**WHAT IS REQUIRED**
Scan the records for the word "ModulusNotSafePrime". Report each line where it occurs.

[Saved data entries]

=== Begin Enclosure ===

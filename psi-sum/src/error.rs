//! Error types for the PSI-Sum protocol.

use crate::homomorphic::CryptosystemError;

/// Errors that can occur during PSI-Sum protocol execution.
#[derive(Debug, Clone, PartialEq, Eq, thiserror::Error)]
pub enum PsiSumError {
    /// The configured modulus failed the primality test.
    #[error("Modulus is not prime")]
    ModulusNotPrime,

    /// The modulus is prime but `(p - 1) / 2` is not.
    #[error("Modulus is not a safe prime")]
    ModulusNotSafePrime,

    /// The group is too small for the number of masked elements.
    #[error("Modulus too small: {bits} bits, at least {required} required")]
    ModulusTooSmall { bits: u64, required: u64 },

    /// An element received from the peer does not belong to the group.
    #[error("Invalid masked element: {0}")]
    InvalidMaskedElement(String),

    /// A weight cannot be represented as a non-negative integer.
    #[error("Weight at position {index} is not a non-negative integer")]
    InvalidWeight { index: usize },

    /// Failure reported by the homomorphic cryptosystem.
    #[error("Cryptosystem error: {0}")]
    Cryptosystem(#[from] CryptosystemError),
}

/// Result type for PSI-Sum operations.
pub type Result<T> = std::result::Result<T, PsiSumError>;

#[cfg(test)]
mod tests {
    use super::*;

    #[test]
    fn test_error_display() {
        assert_eq!(format!("{}", PsiSumError::ModulusNotPrime), "Modulus is not prime");
        assert_eq!(
            format!(
                "{}",
                PsiSumError::ModulusTooSmall {
                    bits: 32,
                    required: 48
                }
            ),
            "Modulus too small: 32 bits, at least 48 required"
        );
        assert_eq!(
            format!("{}", PsiSumError::ModulusNotSafePrime),
            "Modulus is not a safe prime"
        );
        assert_eq!(
            format!("{}", PsiSumError::InvalidWeight { index: 2 }),
            "Weight at position 2 is not a non-negative integer"
        );
        assert_eq!(
            format!("{}", PsiSumError::InvalidMaskedElement("test".to_string())),
            "Invalid masked element: test"
        );
        assert_eq!(
            format!(
                "{}",
                PsiSumError::from(CryptosystemError::PlaintextOutOfRange)
            ),
            "Cryptosystem error: plaintext does not fit in the plaintext space"
        );
    }

    #[test]
    fn test_cryptosystem_error_is_wrapped_unchanged() {
        let err: PsiSumError = CryptosystemError::MalformedCiphertext.into();
        assert_eq!(
            err,
            PsiSumError::Cryptosystem(CryptosystemError::MalformedCiphertext)
        );
    }
}
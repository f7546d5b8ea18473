//! Protocol configuration shared by both parties.

use crate::error::{PsiSumError, Result};
use crate::homomorphic::CryptosystemError;
use crate::paillier::{Paillier, DEFAULT_KEY_BITS};

/// Default margin, in bits, between the group size and the birthday bound of
/// the masked set.
pub const DEFAULT_COLLISION_MARGIN_BITS: u64 = 40;

/// Tunable parameters of a protocol run.
#[derive(Debug, Clone, Copy, PartialEq, Eq)]
#[cfg_attr(feature = "serde", derive(serde::Serialize, serde::Deserialize))]
pub struct ProtocolConfig {
    /// Required slack above `2 * log2(n)` bits of group size for `n` masked
    /// elements. Masking collisions occur with probability about
    /// `2^-collision_margin_bits`.
    pub collision_margin_bits: u64,
    /// Modulus size of the Paillier keys generated by P2.
    pub paillier_key_bits: u64,
}

impl Default for ProtocolConfig {
    fn default() -> Self {
        Self {
            collision_margin_bits: DEFAULT_COLLISION_MARGIN_BITS,
            paillier_key_bits: DEFAULT_KEY_BITS,
        }
    }
}

impl ProtocolConfig {
    /// Check that a group of `order_bits` bits can hold `elements` masked
    /// values without a likely collision.
    ///
    /// # Errors
    /// Returns `PsiSumError::ModulusTooSmall` if the group is too small.
    pub fn check_capacity(&self, order_bits: u64, elements: usize) -> Result<()> {
        let element_bits = u64::from(usize::BITS - elements.leading_zeros());
        let required = 2 * element_bits + self.collision_margin_bits;
        if order_bits < required {
            return Err(PsiSumError::ModulusTooSmall {
                bits: order_bits,
                required,
            });
        }
        Ok(())
    }

    /// Build the Paillier cryptosystem with the configured key size.
    pub fn paillier(&self) -> std::result::Result<Paillier, CryptosystemError> {
        Paillier::new(self.paillier_key_bits)
    }
}
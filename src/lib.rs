//! Utilities for converting between the civil calendar and the Vietnamese
//! lunisolar calendar (âm lịch).
//!
//! The Vietnamese calendar follows the astronomical rules of the
//! traditional Chinese calendar — months begin on the local day of a new
//! moon, years are anchored on the winter-solstice month — but is computed
//! for UTC+7 rather than UTC+8, which occasionally shifts a month boundary
//! relative to the Chinese calendar. New-moon instants and solar
//! longitudes come from truncated trigonometric series; conversions are
//! validated against known dates roughly within 1800..=2040.
//!
//! # Examples
//!
//! Converting in both directions:
//!
//! ```
//! use amlich::{LunarDate, SolarDate, lunar_to_solar, solar_to_lunar};
//!
//! let lunar = solar_to_lunar(SolarDate::new(2014, 9, 23), 7);
//! assert_eq!(LunarDate::new(2014, 8, 30, false), lunar);
//!
//! let solar = lunar_to_solar(lunar, 7).unwrap();
//! assert_eq!(SolarDate::new(2014, 9, 23), solar);
//! ```
//!
//! Working with [`VnDate`], which carries a civil day together with its
//! lunar date:
//!
//! ```
//! use amlich::VnDate;
//!
//! let date = VnDate::from_solar_ymd(2014, 9, 23).unwrap();
//! assert_eq!("2014-08-30 (2014-09-23)", date.to_string());
//! assert_eq!(1, date.add_days(1).day());
//! ```
//!
//! Lunar dates in intercalary (leap) months carry a flag, and asking for a
//! leap month a year does not have is an error:
//!
//! ```
//! use amlich::{LunarDate, SolarDate, lunar_to_solar, solar_to_lunar};
//!
//! let lunar = solar_to_lunar(SolarDate::new(2006, 9, 12), 7);
//! assert_eq!(LunarDate::new(2006, 7, 20, true), lunar);
//!
//! assert!(lunar_to_solar(LunarDate::new(2006, 6, 20, true), 7).is_err());
//! ```

pub mod date;
pub mod lunar;
pub mod vndate;

pub use date::{Date, SolarDate};
pub use lunar::{InvalidLeapMonth, LunarDate, lunar_to_solar, solar_to_lunar};
pub use vndate::{ParseDateError, VIETNAM_TZ_OFFSET, VnDate};
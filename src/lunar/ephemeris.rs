//! Truncated lunar and solar ephemerides.
//!
//! New-moon instants and the sun's apparent longitude are computed from
//! short trigonometric series, following the algorithms in Jean Meeus,
//! *Astronomical Algorithms*. The coefficients below are part of the
//! calendar definition: a drift of a fraction of a day can move a new moon
//! across a local midnight and shift an entire lunar month.

use std::f64::consts::PI;

use crate::date::Date;

/// Mean length of the synodic month in days.
pub const SYNODIC_MONTH: f64 = 29.530588853;

/// Julian date of the reference new moon (1900 January 1) that the index
/// `k` counts from.
pub const NEW_MOON_EPOCH: f64 = 2415021.076998695;

/// Julian date, as real-valued universal time, of the `k`-th new moon
/// counted from the reference new moon of 1900 January 1.
///
/// A quadratic-plus-cubic mean phase, corrected by five principal harmonics
/// of the sun's mean anomaly, the moon's mean anomaly and the moon's
/// argument of latitude, then shifted from dynamical to universal time.
pub fn new_moon(k: i32) -> f64 {
    let k = f64::from(k);
    let t = k / 1236.85; // centuries since the 1900 epoch
    let t2 = t * t;
    let t3 = t2 * t;
    let dr = PI / 180.0;
    // mean new moon
    let mut jd1 = 2415020.75933 + 29.53058868 * k + 0.0001178 * t2 - 0.000000155 * t3;
    jd1 += 0.00033 * ((166.56 + 132.87 * t - 0.009173 * t2) * dr).sin();
    // sun's mean anomaly
    let m = 359.2242 + 29.10535608 * k - 0.0000333 * t2 - 0.00000347 * t3;
    // moon's mean anomaly
    let mpr = 306.0253 + 385.81691806 * k + 0.0107306 * t2 + 0.00001236 * t3;
    // moon's argument of latitude
    let f = 21.2964 + 390.67050646 * k - 0.0016528 * t2 - 0.00000239 * t3;
    let mut c1 = (0.1734 - 0.000393 * t) * (m * dr).sin() + 0.0021 * (2.0 * dr * m).sin();
    c1 = c1 - 0.4068 * (mpr * dr).sin() + 0.0161 * (dr * 2.0 * mpr).sin();
    c1 -= 0.0004 * (dr * 3.0 * mpr).sin();
    c1 = c1 + 0.0104 * (dr * 2.0 * f).sin() - 0.0051 * (dr * (m + mpr)).sin();
    c1 = c1 - 0.0074 * (dr * (m - mpr)).sin() + 0.0004 * (dr * (2.0 * f + m)).sin();
    c1 = c1 - 0.0004 * (dr * (2.0 * f - m)).sin() - 0.0006 * (dr * (2.0 * f + mpr)).sin();
    c1 = c1 + 0.0010 * (dr * (2.0 * f - mpr)).sin() + 0.0005 * (dr * (2.0 * mpr + m)).sin();
    let deltat = if t < -11.0 {
        0.001 + 0.000839 * t + 0.0002261 * t2 - 0.00000845 * t3 - 0.000000081 * t * t3
    } else {
        -0.000278 + 0.000265 * t + 0.000262 * t2
    };
    jd1 + c1 - deltat
}

/// Apparent ecliptic longitude of the sun at Julian date `jd`, in radians
/// reduced into `[0, 2π)`.
///
/// Mean longitude plus the equation of center, three harmonics of the
/// sun's mean anomaly. The reduction subtracts the largest multiple of 2π
/// not exceeding the raw value, so the result stays non-negative even when
/// the longitude polynomial itself is negative for dates before J2000.
pub fn sun_longitude(jd: f64) -> f64 {
    let t = (jd - 2451545.0) / 36525.0; // centuries since J2000
    let t2 = t * t;
    let dr = PI / 180.0;
    // mean anomaly, degrees
    let m = 357.52910 + 35999.05030 * t - 0.0001559 * t2 - 0.00000048 * t * t2;
    // mean longitude, degrees
    let l0 = 280.46645 + 36000.76983 * t + 0.0003032 * t2;
    let mut dl = (1.914600 - 0.004817 * t - 0.000014 * t2) * (dr * m).sin();
    dl += (0.019993 - 0.000101 * t) * (dr * 2.0 * m).sin() + 0.000290 * (dr * 3.0 * m).sin();
    let l = (l0 + dl) * dr;
    l - 2.0 * PI * (l / (2.0 * PI)).floor()
}

/// Index in `0..=11` of the 30° solar-longitude sector the sun occupies at
/// the local midnight starting `date`, for a timezone `tz_offset` whole
/// hours east of UTC.
///
/// Sector 0 opens at the March equinox; the winter solstice is the start
/// of sector 9.
pub fn sun_longitude_sector(date: Date, tz_offset: i32) -> i32 {
    let jd = f64::from(date.jdn()) - 0.5 - f64::from(tz_offset) / 24.0;
    (sun_longitude(jd) / PI * 6.0) as i32
}

/// Local calendar day containing the `k`-th new moon.
pub fn new_moon_day(k: i32, tz_offset: i32) -> Date {
    Date::from_jdn((new_moon(k) + 0.5 + f64::from(tz_offset) / 24.0).floor() as i32)
}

=== End Enclosure ===

**ANSWER BOX**
    ModulusNotSafePrime,
            format!("{}", PsiSumError::ModulusNotSafePrime),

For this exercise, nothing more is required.